### What needs to be done
One number is the whole answer: how many lines of the material hold "OutboundRequest".

——

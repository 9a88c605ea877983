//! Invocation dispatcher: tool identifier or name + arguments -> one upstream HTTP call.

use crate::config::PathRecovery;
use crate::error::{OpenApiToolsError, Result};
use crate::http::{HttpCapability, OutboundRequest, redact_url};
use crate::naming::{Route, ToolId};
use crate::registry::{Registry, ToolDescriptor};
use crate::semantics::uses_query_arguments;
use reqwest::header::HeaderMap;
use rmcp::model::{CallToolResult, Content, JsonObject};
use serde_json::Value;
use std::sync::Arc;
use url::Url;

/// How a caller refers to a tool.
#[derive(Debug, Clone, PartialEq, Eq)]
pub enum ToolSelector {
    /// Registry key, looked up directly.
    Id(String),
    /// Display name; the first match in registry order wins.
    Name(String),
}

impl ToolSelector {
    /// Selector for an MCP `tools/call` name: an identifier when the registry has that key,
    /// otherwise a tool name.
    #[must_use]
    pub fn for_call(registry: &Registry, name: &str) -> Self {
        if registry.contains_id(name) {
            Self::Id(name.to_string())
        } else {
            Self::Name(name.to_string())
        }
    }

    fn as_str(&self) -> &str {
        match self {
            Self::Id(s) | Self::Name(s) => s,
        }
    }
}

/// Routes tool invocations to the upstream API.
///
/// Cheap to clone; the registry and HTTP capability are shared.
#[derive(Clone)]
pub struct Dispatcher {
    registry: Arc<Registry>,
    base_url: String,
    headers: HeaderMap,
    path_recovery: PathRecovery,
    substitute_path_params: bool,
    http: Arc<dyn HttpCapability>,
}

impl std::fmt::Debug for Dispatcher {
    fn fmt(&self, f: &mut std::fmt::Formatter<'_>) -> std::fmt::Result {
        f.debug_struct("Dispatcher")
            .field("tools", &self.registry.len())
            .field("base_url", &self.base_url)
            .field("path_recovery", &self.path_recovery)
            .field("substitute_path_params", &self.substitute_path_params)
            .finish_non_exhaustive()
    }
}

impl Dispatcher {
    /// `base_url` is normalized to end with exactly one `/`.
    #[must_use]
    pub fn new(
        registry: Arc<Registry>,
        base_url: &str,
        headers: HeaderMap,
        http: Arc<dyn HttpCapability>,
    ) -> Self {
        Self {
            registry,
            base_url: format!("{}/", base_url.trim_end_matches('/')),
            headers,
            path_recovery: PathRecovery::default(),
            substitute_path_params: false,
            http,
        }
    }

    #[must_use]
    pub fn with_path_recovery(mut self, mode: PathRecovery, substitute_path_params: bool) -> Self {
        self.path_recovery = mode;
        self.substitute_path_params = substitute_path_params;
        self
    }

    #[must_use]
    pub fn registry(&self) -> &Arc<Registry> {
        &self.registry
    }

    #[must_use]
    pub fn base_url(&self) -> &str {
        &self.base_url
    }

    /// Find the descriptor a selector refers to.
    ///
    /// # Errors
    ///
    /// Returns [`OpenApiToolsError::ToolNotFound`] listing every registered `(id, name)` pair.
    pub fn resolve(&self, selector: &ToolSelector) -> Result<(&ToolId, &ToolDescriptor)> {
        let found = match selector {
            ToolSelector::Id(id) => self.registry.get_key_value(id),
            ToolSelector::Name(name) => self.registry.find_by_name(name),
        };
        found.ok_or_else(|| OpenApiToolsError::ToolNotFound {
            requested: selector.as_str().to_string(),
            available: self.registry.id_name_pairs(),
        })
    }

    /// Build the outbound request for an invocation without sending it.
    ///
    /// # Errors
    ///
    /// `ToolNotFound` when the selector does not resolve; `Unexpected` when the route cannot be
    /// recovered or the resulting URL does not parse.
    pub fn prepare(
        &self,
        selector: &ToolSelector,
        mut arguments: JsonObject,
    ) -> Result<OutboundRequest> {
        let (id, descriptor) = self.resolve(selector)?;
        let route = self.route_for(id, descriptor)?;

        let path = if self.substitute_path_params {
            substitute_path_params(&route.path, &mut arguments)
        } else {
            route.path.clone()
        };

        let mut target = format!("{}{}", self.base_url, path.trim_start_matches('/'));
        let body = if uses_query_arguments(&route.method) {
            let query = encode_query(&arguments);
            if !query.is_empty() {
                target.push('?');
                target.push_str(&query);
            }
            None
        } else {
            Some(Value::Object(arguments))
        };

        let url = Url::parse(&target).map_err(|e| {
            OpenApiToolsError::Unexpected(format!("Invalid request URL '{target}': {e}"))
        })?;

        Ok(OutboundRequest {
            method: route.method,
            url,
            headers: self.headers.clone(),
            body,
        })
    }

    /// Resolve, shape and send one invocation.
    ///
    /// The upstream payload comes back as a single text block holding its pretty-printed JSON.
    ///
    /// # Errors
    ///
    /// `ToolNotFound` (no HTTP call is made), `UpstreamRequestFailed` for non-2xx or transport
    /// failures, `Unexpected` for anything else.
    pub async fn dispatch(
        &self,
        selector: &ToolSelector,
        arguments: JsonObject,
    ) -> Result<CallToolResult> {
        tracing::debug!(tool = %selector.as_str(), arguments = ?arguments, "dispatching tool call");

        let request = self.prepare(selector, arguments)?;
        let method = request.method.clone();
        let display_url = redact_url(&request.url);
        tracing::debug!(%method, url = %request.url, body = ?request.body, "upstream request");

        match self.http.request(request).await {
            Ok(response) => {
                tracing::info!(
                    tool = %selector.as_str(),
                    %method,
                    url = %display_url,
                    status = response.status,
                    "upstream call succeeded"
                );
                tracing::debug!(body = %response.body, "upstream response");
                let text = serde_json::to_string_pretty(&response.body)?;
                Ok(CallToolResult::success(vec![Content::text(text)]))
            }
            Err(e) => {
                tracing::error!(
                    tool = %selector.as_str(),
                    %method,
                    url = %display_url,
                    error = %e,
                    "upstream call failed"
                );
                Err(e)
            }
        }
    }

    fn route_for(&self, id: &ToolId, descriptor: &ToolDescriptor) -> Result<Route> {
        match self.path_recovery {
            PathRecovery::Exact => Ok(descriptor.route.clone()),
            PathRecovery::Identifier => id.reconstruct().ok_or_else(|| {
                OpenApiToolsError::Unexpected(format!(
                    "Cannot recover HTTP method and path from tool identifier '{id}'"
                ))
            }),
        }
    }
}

——

### Response below
3